Sometimes at those moments, though, my mind wanders and I think for a minute that it’s also kind of exciting. Because the person is about to begin something new. What if the new thing is about to be the best experience of that person’s life? What if they’re about to meet the person they’re going to spend their life with?

This episode, we’re exploring the divine name, Ya-Fattah. In the book, Physicians of the Heart, the authors say that Fattah means to open something with something else. Like a key. They say that even in the midst of despair, with this key, we can awaken to love and ecstasy.

What’s that about? Love and ecstasy? I gotta admit that those aren’t words I use very often… and in the midst of despair? Come on.

But what if that really is what it’s all about? Being able to expand ourselves – to stretch our own beings enough to be able to hold those two extremes at the same time. Love – even the ecstasy kind of love, right their with despair. At.The.Same.Time.

As Barack Obama used to say: Come on now.

As part of my seminary training, I served as a chaplain in a local hospital. Some days were quiet and sweet, but other days I saw things that I will never be able to un-see. People in their most despairing states. As the chaplain you’re right there with the first responders when someone comes into the trauma center. In fact, sometimes the chaplain is the last responder. When there’s nothing else to be done, and life or death are not in human hands anymore.

I remember taking all that emotion and grief and despair on myself. Even though it wasn’t my own emotion, it didn’t matter. Emergency workers talk about the sponge effect. Just by being in a traumatic environment, you soak it up like a sponge soaks up water.

On the evening of one particular horrific day of greeting a stream of life-flight helicopters arriving  non-stop and accompanying families who were  living through the worst days they’ll ever have, I was exhausted and heading home. I got in the elevator with a young man and woman. The woman was in a wheelchair with a new baby.

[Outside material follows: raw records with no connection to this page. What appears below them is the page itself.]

mod call_session;
mod manual_clock;
mod service_handler;
mod session_owner;
mod timer;
#[cfg(feature = "tokio_support")]
mod tokio_timer;

pub use call_session::Session;
pub use manual_clock::{ManualClock, ManualTimer};
pub use service_handler::ServiceHandler;
pub use session_owner::SessionOwner;
pub use timer::{Timer, TimerCallback, TimerFactory};
#[cfg(feature = "tokio_support")]
pub use tokio_timer::{TokioTimer, TokioTimerFactory};
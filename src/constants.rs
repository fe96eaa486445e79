use std::time::Duration;

// Envelope frame related constants
pub const ENVELOPE_LENGTH_FIELD_SIZE: usize = 4;
pub const ENVELOPE_SESSION_ID_OFFSET: usize = 4;
pub const ENVELOPE_TAG_OFFSET: usize = 12;
pub const ENVELOPE_HEADER_SIZE: usize = 13;

/// Byte offset where the 8-byte method ID (u64) of an outbound invocation
/// begins. The length and session ID fields share the envelope layout.
pub const INVOCATION_METHOD_ID_OFFSET: usize = 12;

/// Total size of the fixed-length invocation header (length + session ID +
/// method ID). Does not include the argument bytes.
pub const INVOCATION_HEADER_SIZE: usize = 20;

/// Upper bound on a single frame's declared payload length.
///
/// A length prefix beyond this is treated as stream corruption rather than
/// an allocation request.
pub const MAX_FRAME_PAYLOAD_SIZE: usize = 16 * 1024 * 1024;

/// Session IDs handed out by a connection start here; `0` is never issued.
pub const FIRST_SESSION_ID: u64 = 1;

/// Timeout applied by callers that opt into a default deadline.
pub const DEFAULT_CALL_TIMEOUT: Duration = Duration::from_secs(30);
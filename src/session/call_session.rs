use crate::error::ServiceError;
use crate::session::{ServiceHandler, SessionOwner, Timer, TimerFactory};
use crate::wire::{Envelope, SessionId};
use std::sync::{Arc, Mutex, MutexGuard, PoisonError, Weak};
use std::time::Duration;

/// State shared between a session and its pending timer callback.
struct SessionCore {
    handler: Box<dyn ServiceHandler>,
    stopped: bool,
    // Bumped on every arm/disarm; a callback only acts if its epoch is current.
    timer_epoch: u64,
}

/// One outstanding RPC call.
///
/// A session owns the call's handler and an optional deadline. It moves from
/// active to stopped exactly once (on timeout or explicit `stop`) and never
/// back; once stopped, neither messages nor timer callbacks reach the
/// handler.
///
/// Removing the session from the connection's table is the connection's job.
/// When the deadline fires, the session fails the handler and then only
/// notifies the connection through `SessionOwner::on_session_stopped`.
pub struct Session {
    id: SessionId,
    core: Arc<Mutex<SessionCore>>,
    timer: Option<Box<dyn Timer>>,
    timers: Arc<dyn TimerFactory>,
    connection: Weak<dyn SessionOwner>,
}

impl Session {
    pub fn new<O>(connection: &Arc<O>, id: SessionId, handler: Box<dyn ServiceHandler>) -> Self
    where
        O: SessionOwner + 'static,
    {
        let timers = connection.timer_factory();
        let connection: Weak<O> = Arc::downgrade(connection);
        let connection: Weak<dyn SessionOwner> = connection;

        Self {
            id,
            core: Arc::new(Mutex::new(SessionCore {
                handler,
                stopped: false,
                timer_epoch: 0,
            })),
            timer: None,
            timers,
            connection,
        }
    }

    pub fn id(&self) -> SessionId {
        self.id
    }

    /// Arms the session deadline, replacing any deadline already armed.
    ///
    /// A zero duration means "no timeout" and only disarms.
    pub fn set_timeout(&mut self, timeout: Duration) {
        if timeout.is_zero() {
            self.stop_timer();
            return;
        }

        let epoch = {
            let mut core = lock_core(&self.core);
            if core.stopped {
                tracing::trace!(session_id = self.id, "ignoring timeout on stopped session");
                return;
            }
            core.timer_epoch += 1;
            core.timer_epoch
        };

        let timer = self.timer.get_or_insert_with(|| self.timers.create_timer());
        timer.disarm();

        let id = self.id;
        let core = Arc::downgrade(&self.core);
        let connection = self.connection.clone();

        timer.arm(
            timeout,
            Box::new(move || Session::on_timeout(id, core, connection, epoch, timeout)),
        );
    }

    /// Disarms any pending deadline. Idempotent.
    pub fn stop_timer(&mut self) {
        lock_core(&self.core).timer_epoch += 1;

        if let Some(timer) = self.timer.as_mut() {
            timer.disarm();
        }
    }

    /// Cancels the session: disarms the deadline and marks it stopped
    /// without notifying the handler. The connection is told so it can
    /// remove the session.
    pub fn stop(&mut self) {
        self.stop_timer();

        let was_stopped = std::mem::replace(&mut lock_core(&self.core).stopped, true);
        if was_stopped {
            return;
        }

        if let Some(connection) = self.connection.upgrade() {
            connection.on_session_stopped(self.id);
        }
    }

    pub fn handle_message(&self, envelope: &Envelope) {
        let mut core = lock_core(&self.core);

        if core.stopped {
            tracing::trace!(
                session_id = self.id,
                tag = ?envelope.tag,
                "dropping message for stopped session"
            );
            return;
        }

        core.handler.handle_message(envelope);
    }

    pub fn error(&self, error: ServiceError) {
        let mut core = lock_core(&self.core);

        if core.stopped {
            tracing::trace!(session_id = self.id, %error, "dropping error for stopped session");
            return;
        }

        core.handler.error(error);
    }

    pub fn is_stopped(&self) -> bool {
        lock_core(&self.core).stopped
    }

    /// Whether the handler's result channel has reached a terminal state.
    pub fn is_terminated(&self) -> bool {
        lock_core(&self.core).handler.is_terminated()
    }

    pub fn is_timer_armed(&self) -> bool {
        self.timer.as_ref().is_some_and(|timer| timer.is_armed())
    }

    fn on_timeout(
        id: SessionId,
        core: Weak<Mutex<SessionCore>>,
        connection: Weak<dyn SessionOwner>,
        epoch: u64,
        after: Duration,
    ) {
        let Some(core) = core.upgrade() else {
            return;
        };

        {
            let mut core = lock_core(&core);

            if core.stopped || core.timer_epoch != epoch {
                tracing::trace!(session_id = id, "ignoring stale timeout");
                return;
            }

            core.stopped = true;
            tracing::debug!(session_id = id, ?after, "session timed out");
            core.handler.error(ServiceError::Timeout { after });
        }

        if let Some(connection) = connection.upgrade() {
            connection.on_session_stopped(id);
        }
    }
}

impl Drop for Session {
    fn drop(&mut self) {
        self.stop_timer();
    }
}

fn lock_core(core: &Mutex<SessionCore>) -> MutexGuard<'_, SessionCore> {
    core.lock().unwrap_or_else(PoisonError::into_inner)
}
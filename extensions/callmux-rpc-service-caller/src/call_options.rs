use callmux::constants::DEFAULT_CALL_TIMEOUT;
use std::time::Duration;

/// Per-call settings.
#[derive(Debug, Copy, Clone, Default, PartialEq, Eq)]
pub struct CallOptions {
    /// Deadline after which the call fails with a timeout. `None` waits
    /// indefinitely.
    pub timeout: Option<Duration>,
}

impl CallOptions {
    pub fn new() -> Self {
        Self::default()
    }

    pub fn with_timeout(mut self, timeout: Duration) -> Self {
        self.timeout = Some(timeout);
        self
    }

    pub fn with_default_timeout(self) -> Self {
        self.with_timeout(DEFAULT_CALL_TIMEOUT)
    }
}
//! Orchestration runner
//!
//! Walks a graph store as a single chain: from the Start node, follow the
//! first link leaving the current frontier pin, execute the node it lands on,
//! and continue from that node's last pin. Branch pins are never followed.

use std::collections::HashSet;
use std::time::Instant;

use serde::{Deserialize, Serialize};

use super::context::ExecutionContext;
use super::nodes::NodeExecutor;
use super::store::OrchestrationData;
use super::types::{AttributeId, Node, NodeId, OrchestrationId};
use crate::constants::traversal::MAX_ITERATIONS;
use crate::events::{EventSink, RunEvent};

/// Lifecycle of one run
#[derive(Debug, Clone, Copy, PartialEq, Eq, Serialize, Deserialize)]
#[serde(rename_all = "snake_case")]
pub enum RunState {
    NotStarted,
    Running,
    Completed,
    Failed,
}

/// Why a run stopped
#[derive(Debug, Clone, PartialEq, Eq, Serialize, Deserialize)]
#[serde(tag = "kind", rename_all = "snake_case")]
pub enum Termination {
    /// No link leaves the frontier pin
    EndOfChain,
    /// A link leaves the frontier but no unexecuted node owns its end
    BrokenChain { attribute: AttributeId },
    /// The step cap was reached
    IterationCap,
    /// A node reported an action failure
    NodeFailed { node_id: NodeId },
    /// A node's configuration could not be executed
    ConfigurationError { node_id: NodeId, message: String },
    /// The graph has no Start node
    MissingStart,
    /// The graph has more than one Start node
    MultipleStarts(usize),
}

impl Termination {
    /// Terminal state this termination maps to
    ///
    /// A broken chain and the iteration cap end the run normally.
    pub fn state(&self) -> RunState {
        match self {
            Termination::EndOfChain
            | Termination::BrokenChain { .. }
            | Termination::IterationCap => RunState::Completed,
            Termination::NodeFailed { .. }
            | Termination::ConfigurationError { .. }
            | Termination::MissingStart
            | Termination::MultipleStarts(_) => RunState::Failed,
        }
    }
}

/// Result of running an orchestration
#[derive(Debug, Clone, PartialEq, Serialize, Deserialize)]
#[serde(rename_all = "camelCase")]
pub struct RunReport {
    pub orchestration_id: OrchestrationId,
    pub execution_id: String,
    pub state: RunState,
    pub termination: Termination,
    /// Node ids in execution order
    pub executed: Vec<NodeId>,
    pub execution_time_ms: u64,
}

As I smiled at the glowing pair, they lit up and I learned that this newborn, who had been very sick, was finally getting to go home to a bright future.

I managed to hold back the tears until I got outside into the fading light of dusk, and then it all came flowing.

The sponge was being wrung out. All the grief and fear and upset was in there, and the joy and hope and beauty of new life was in there too.

Is that Al Fattah? Or is Al-Fattah  the key to my being able to hold — not either/or, but both/and?

Not to have to choose between joy or grief, but to grow and stretch ourselves to be vast enough and strong enough to hold both.

Despair and beauty.

Sorrow and gratitude.

Pain and laughter.

You know it’s a 30 minute walk home from the hospital and I cried the whole way that night. And I also laughed and smiled.

When I got home, she asked, “so how was your day?”

“Fine.”

“Mmmhmmm. Big day, huh?”

I think she [my beloved] knew.

I think you do too.

Carl Sagan used to say that you are made of star stuff. Our bodies contain every element that has been here since the beginning of time.

We are also made of stories and emotions and something deeper and more vast than any word could ever describe.

I hope you’ll remember this vastness when you need it. Next time you’re feeling lost or without hope, look around you for the joy.

Next time life is easy and sweet and good, also look around you because there maybe someone who needs a hand.

That’s how we can get along — by reminding each other.